Your objective> Print nothing except the lines of the listing below from the line with "on the response" to the line with "req.extensions_mut().insert(RequestId(id.clone()));", each exactly as written, both ends included.

Material shown>
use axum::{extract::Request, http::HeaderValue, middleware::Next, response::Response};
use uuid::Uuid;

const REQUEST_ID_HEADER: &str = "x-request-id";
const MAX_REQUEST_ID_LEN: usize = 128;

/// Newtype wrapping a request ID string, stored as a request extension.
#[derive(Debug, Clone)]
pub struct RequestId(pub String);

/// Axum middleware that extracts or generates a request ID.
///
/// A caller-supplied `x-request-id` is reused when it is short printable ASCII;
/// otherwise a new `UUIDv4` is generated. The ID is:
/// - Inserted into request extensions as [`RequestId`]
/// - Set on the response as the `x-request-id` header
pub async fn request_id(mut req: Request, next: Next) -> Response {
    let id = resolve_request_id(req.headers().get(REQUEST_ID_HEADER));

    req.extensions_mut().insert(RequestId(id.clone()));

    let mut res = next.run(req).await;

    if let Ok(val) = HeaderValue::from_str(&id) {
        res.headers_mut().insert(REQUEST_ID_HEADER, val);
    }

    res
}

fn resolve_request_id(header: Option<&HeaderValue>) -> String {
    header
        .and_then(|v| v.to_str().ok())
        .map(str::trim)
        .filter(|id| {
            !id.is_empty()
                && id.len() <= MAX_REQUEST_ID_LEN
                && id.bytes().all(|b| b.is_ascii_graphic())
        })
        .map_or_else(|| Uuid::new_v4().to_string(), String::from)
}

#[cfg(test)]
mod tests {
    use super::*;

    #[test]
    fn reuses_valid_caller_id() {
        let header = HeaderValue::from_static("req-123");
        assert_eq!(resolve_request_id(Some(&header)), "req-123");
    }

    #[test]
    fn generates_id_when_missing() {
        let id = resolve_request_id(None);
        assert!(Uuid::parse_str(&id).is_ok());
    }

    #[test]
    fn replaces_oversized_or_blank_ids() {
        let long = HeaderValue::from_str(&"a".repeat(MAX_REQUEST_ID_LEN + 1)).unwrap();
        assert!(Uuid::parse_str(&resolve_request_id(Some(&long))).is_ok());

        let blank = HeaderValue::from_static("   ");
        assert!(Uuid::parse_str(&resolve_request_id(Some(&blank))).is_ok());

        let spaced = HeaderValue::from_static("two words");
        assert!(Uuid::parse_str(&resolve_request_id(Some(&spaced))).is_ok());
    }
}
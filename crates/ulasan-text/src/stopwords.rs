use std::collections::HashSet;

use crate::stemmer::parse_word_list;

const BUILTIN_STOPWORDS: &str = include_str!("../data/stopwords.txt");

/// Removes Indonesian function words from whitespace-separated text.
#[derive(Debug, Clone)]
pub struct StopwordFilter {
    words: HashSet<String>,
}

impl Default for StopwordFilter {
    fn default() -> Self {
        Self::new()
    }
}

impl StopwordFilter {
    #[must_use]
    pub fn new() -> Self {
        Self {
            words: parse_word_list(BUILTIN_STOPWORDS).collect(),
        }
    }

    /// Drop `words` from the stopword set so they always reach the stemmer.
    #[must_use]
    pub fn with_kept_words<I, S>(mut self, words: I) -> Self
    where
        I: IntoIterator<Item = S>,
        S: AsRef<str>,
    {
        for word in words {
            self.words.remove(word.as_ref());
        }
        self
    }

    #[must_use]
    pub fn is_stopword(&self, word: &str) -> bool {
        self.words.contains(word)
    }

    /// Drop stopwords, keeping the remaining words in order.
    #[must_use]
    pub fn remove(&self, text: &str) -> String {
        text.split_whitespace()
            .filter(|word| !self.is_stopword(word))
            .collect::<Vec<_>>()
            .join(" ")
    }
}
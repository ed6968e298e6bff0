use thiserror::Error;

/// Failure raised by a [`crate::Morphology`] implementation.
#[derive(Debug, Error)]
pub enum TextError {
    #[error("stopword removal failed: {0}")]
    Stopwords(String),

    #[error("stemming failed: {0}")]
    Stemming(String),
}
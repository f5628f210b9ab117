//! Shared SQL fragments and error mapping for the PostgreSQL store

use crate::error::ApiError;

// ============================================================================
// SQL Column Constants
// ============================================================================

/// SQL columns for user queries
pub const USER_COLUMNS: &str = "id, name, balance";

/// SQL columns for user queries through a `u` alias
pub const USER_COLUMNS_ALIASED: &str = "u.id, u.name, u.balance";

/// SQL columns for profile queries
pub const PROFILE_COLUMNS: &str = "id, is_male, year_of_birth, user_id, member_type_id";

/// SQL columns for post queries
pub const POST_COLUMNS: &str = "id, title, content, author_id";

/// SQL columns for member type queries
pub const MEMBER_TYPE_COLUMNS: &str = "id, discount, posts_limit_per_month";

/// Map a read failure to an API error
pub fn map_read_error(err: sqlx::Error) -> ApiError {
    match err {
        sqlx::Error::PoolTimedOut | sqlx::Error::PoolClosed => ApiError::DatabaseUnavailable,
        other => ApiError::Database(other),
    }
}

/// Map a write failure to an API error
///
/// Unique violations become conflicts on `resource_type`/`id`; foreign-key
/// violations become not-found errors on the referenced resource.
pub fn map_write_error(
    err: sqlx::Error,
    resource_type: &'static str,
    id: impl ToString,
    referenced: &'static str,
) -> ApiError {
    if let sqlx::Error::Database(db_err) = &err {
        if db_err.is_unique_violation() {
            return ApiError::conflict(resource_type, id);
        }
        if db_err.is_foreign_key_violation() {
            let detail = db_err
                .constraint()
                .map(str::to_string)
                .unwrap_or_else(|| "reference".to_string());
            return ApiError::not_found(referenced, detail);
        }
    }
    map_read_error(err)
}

--

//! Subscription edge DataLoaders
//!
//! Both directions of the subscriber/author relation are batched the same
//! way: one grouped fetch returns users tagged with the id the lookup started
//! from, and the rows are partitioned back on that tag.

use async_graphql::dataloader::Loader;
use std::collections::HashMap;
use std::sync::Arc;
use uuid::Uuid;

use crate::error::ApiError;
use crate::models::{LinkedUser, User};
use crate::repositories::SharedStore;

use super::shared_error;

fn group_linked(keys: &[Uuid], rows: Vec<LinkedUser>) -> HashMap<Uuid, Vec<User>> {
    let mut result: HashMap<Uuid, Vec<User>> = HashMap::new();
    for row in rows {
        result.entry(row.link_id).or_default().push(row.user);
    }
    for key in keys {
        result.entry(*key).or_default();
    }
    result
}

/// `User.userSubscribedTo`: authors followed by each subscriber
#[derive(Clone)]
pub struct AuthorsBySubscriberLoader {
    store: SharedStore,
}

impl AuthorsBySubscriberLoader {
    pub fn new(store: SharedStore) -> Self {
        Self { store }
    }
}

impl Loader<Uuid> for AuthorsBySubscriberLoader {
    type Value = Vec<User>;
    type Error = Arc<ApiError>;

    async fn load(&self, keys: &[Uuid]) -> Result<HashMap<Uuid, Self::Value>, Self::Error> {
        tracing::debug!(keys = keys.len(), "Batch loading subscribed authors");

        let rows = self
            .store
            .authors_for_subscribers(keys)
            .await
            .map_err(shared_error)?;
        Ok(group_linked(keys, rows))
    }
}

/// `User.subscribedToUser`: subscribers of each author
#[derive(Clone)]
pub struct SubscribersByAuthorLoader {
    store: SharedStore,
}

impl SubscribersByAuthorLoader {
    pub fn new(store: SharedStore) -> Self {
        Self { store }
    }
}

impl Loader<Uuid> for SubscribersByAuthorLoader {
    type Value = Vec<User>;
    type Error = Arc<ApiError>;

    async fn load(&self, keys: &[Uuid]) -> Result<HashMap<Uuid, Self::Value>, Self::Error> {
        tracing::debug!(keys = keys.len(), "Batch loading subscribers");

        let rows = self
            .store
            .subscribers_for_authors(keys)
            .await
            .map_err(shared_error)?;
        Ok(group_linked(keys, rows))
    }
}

Reply>
/// - Set on the response as the `x-request-id` header
pub async fn request_id(mut req: Request, next: Next) -> Response {
    let id = resolve_request_id(req.headers().get(REQUEST_ID_HEADER));

    req.extensions_mut().insert(RequestId(id.clone()));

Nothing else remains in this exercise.